Y después de todo que es el amor, sino columpiarse, en ese
vaivén de euforia, cerrando los ojos al elevarnos, pidiendo
que nos empujen más fuerte, hasta tocar el cielo con las puntas
de los pies, con esa certeza de saber que quién nos impulsa,
también sabrá parar a tiempo, cuando se lo imploremos casi
sin aliento, incluso a riesgo de su propia suerte.
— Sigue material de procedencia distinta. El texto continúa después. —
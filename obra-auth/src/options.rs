// Authentication options and configuration.

use serde::{Deserialize, Serialize};
use std::time::Duration;

use obra_core::config::{AUTH_EXPIRY_SKEW, AUTH_STORAGE_PATH};
use obra_core::ObraConfigSnapshot;

/// Endpoint paths, relative to the API base URL.
#[derive(Clone, Debug, Serialize, Deserialize, PartialEq, Eq)]
pub struct AuthEndpoints {
    /// Exchange credentials for a token pair
    pub login: String,
    /// Check an access token
    pub verify: String,
    /// Trade a refresh token for a new access token
    pub refresh: String,
    /// Current user profile
    pub me: String,
}

impl Default for AuthEndpoints {
    fn default() -> Self {
        Self {
            login: "auth/jwt/create/".to_string(),
            verify: "auth/jwt/verify/".to_string(),
            refresh: "auth/jwt/refresh/".to_string(),
            me: "auth/users/me/".to_string(),
        }
    }
}

impl AuthEndpoints {
    /// True when `path` is one of the token endpoints; a 401 from those is a
    /// bad credential, not an expired session.
    pub fn is_token_endpoint(&self, path: &str) -> bool {
        let path = path.trim_start_matches('/');
        [&self.login, &self.verify, &self.refresh]
            .iter()
            .any(|endpoint| path.starts_with(endpoint.trim_start_matches('/')))
    }

    pub fn validate(&self) -> Result<(), String> {
        for (name, path) in [
            ("login", &self.login),
            ("verify", &self.verify),
            ("refresh", &self.refresh),
            ("me", &self.me),
        ] {
            if path.trim().is_empty() {
                return Err(format!("Auth endpoint '{}' cannot be empty", name));
            }
            if path.starts_with("http://") || path.starts_with("https://") {
                return Err(format!("Auth endpoint '{}' must be relative to the API base URL", name));
            }
        }
        Ok(())
    }
}

/// Main authentication configuration
#[derive(Clone, Debug, Serialize, Deserialize, PartialEq, Eq)]
pub struct AuthOptions {
    pub endpoints: AuthEndpoints,
    /// Refresh this long before the access token actually expires
    #[serde(with = "humantime_serde")]
    pub expiry_skew: Duration,
    /// Where `FileTokenStorage` keeps the tokens; `None` keeps them in memory
    pub storage_path: Option<String>,
}

impl Default for AuthOptions {
    fn default() -> Self {
        Self {
            endpoints: AuthEndpoints::default(),
            expiry_skew: Duration::from_secs(30),
            storage_path: None,
        }
    }
}

impl AuthOptions {
    pub fn validate(&self) -> Result<(), String> {
        self.endpoints
            .validate()
            .map_err(|e| format!("Endpoint validation failed: {}", e))?;

        if self.expiry_skew > Duration::from_secs(3600) {
            return Err("Expiry skew must not exceed one hour".to_string());
        }

        if let Some(path) = &self.storage_path {
            if path.trim().is_empty() {
                return Err("Token storage path cannot be empty if specified".to_string());
            }
        }

        Ok(())
    }

    /// Read `auth.*` keys from a config snapshot, falling back to defaults.
    pub fn from_config(config: &ObraConfigSnapshot) -> Self {
        let defaults = Self::default();
        Self {
            endpoints: defaults.endpoints,
            expiry_skew: config
                .get_duration(AUTH_EXPIRY_SKEW)
                .unwrap_or(defaults.expiry_skew),
            storage_path: config.get_string(AUTH_STORAGE_PATH),
        }
    }

    pub fn builder() -> AuthOptionsBuilder {
        AuthOptionsBuilder::new()
    }
}

/// Builder for creating AuthOptions
#[derive(Debug, Default)]
pub struct AuthOptionsBuilder {
    options: AuthOptions,
}

impl AuthOptionsBuilder {
    pub fn new() -> Self {
        Self::default()
    }

    pub fn login_path<S: Into<String>>(mut self, path: S) -> Self {
        self.options.endpoints.login = path.into();
        self
    }

    pub fn verify_path<S: Into<String>>(mut self, path: S) -> Self {
        self.options.endpoints.verify = path.into();
        self
    }

    pub fn refresh_path<S: Into<String>>(mut self, path: S) -> Self {
        self.options.endpoints.refresh = path.into();
        self
    }

    pub fn me_path<S: Into<String>>(mut self, path: S) -> Self {
        self.options.endpoints.me = path.into();
        self
    }

    pub fn expiry_skew(mut self, skew: Duration) -> Self {
        self.options.expiry_skew = skew;
        self
    }

    pub fn storage_path<S: Into<String>>(mut self, path: S) -> Self {
        self.options.storage_path = Some(path.into());
        self
    }

    pub fn build(self) -> Result<AuthOptions, String> {
        self.options.validate()?;
        Ok(self.options)
    }
}
//! Eager per-attachment endpoints (`project-images/{id}/`,
//! `project-videos/{id}/`).
//!
//! These act on the server immediately and bypass any open edit session.
//! Staged edits go through `submit_session` instead.

use anyhow::Result;
use obra_core::{LocalFile, MultipartPayload, ObraError, RequestBody};
use obra_media::{MediaId, MediaKind, PersistedMedia};
use serde_json::Value;
use tracing::{info, instrument};

use crate::client::ApiClient;

#[derive(Clone, Debug)]
pub struct MediaItems {
    client: ApiClient,
    kind: MediaKind,
    path: &'static str,
    field: &'static str,
}

impl MediaItems {
    pub fn new(client: ApiClient, kind: MediaKind) -> Self {
        let (path, field) = match kind {
            MediaKind::Image => ("project-images/", "image"),
            MediaKind::Video => ("project-videos/", "video"),
        };
        Self {
            client,
            kind,
            path,
            field,
        }
    }

    pub fn kind(&self) -> MediaKind {
        self.kind
    }

    fn item_path(&self, id: &MediaId) -> String {
        format!("{}{}/", self.path, id)
    }

    /// Upload `file` in place of attachment `id`, keeping the id.
    #[instrument(skip(self, id, file), fields(path = self.path, id = %id))]
    pub async fn replace_now(&self, id: &MediaId, file: LocalFile) -> Result<PersistedMedia> {
        if !file.content_type.starts_with(self.kind.mime_prefix()) {
            return Err(ObraError::unsupported_media_type(format!(
                "{} no es un archivo de tipo {}",
                file.filename,
                self.kind.mime_prefix().trim_end_matches('/')
            ))
            .into_anyhow());
        }

        let mut payload = MultipartPayload::new();
        payload.push_file(self.field, file);
        let record: Value = self
            .client
            .patch(&self.item_path(id), RequestBody::Multipart(payload))
            .await?;
        let media = self.parse(&record).unwrap_or_else(|| PersistedMedia::new(id.clone(), String::new()));
        info!(id = %media.id, "attachment replaced");
        Ok(media)
    }

    #[instrument(skip(self, id), fields(path = self.path, id = %id))]
    pub async fn delete_now(&self, id: &MediaId) -> Result<()> {
        self.client.delete(&self.item_path(id)).await?;
        info!("attachment deleted");
        Ok(())
    }

    fn parse(&self, record: &Value) -> Option<PersistedMedia> {
        let id = match record.get("id")? {
            Value::Number(n) => n.to_string(),
            Value::String(s) => s.clone(),
            _ => return None,
        };
        let url = record.get(self.field)?.as_str()?.to_string();
        Some(PersistedMedia::new(id, url))
    }
}

impl ApiClient {
    pub fn project_images(&self) -> MediaItems {
        MediaItems::new(self.clone(), MediaKind::Image)
    }

    pub fn project_videos(&self) -> MediaItems {
        MediaItems::new(self.clone(), MediaKind::Video)
    }
}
Que es sino el amor, más que columpiarse hasta que todo gire
y se desvanezca en un vuelo, que cuánto más alto nos lleve, más
riesgo tendremos de caer de bruces y estamparnos contra el suelo,
y según pasen los años, acusaremos golpes más impiadosos, que no
sanarán con curitas, ni con colita de rana, y no sanarán hoy, ni
sanarán mañana.
Que es el amor sino columpiarse tan fuerte hasta perder el control
y dar vueltas mareados y pedir más y más, con esa sensación tan
potente de estar suspendidos en el aire, sin red, ni sustento y
aún sabiendo que si caemos, nos dañaremos más allá de unos
raspones y nos entre el pánico y huyamos de los parques como de
la peste. Pero también puede que si los mismos brazos que nos impulsaron
a volar nos arropen en la caída, nos acompañen y curen nuestras heridas
con su propia saliva y se queden ahí hasta que desaparezcan, volvamos a
intentarlo una y otra vez, porque eso es lo que tiene el amor, no es eterno,
no es seguro y como los huesos se rompe, se expone, se fragmenta y
aparece así de golpe, como un dolor, que se calma con el impulso de
unos brazos que nos hacen volar, hasta tocar la nubes, en la inequívoca
convicción de que puede fallar, que no será para siempre y
que los huesos y las heridas terminarán sanando, cada vez que decidamos
correr el riesgo de volar al columpiarnos, y tocar el cielo, aunque sea un momento.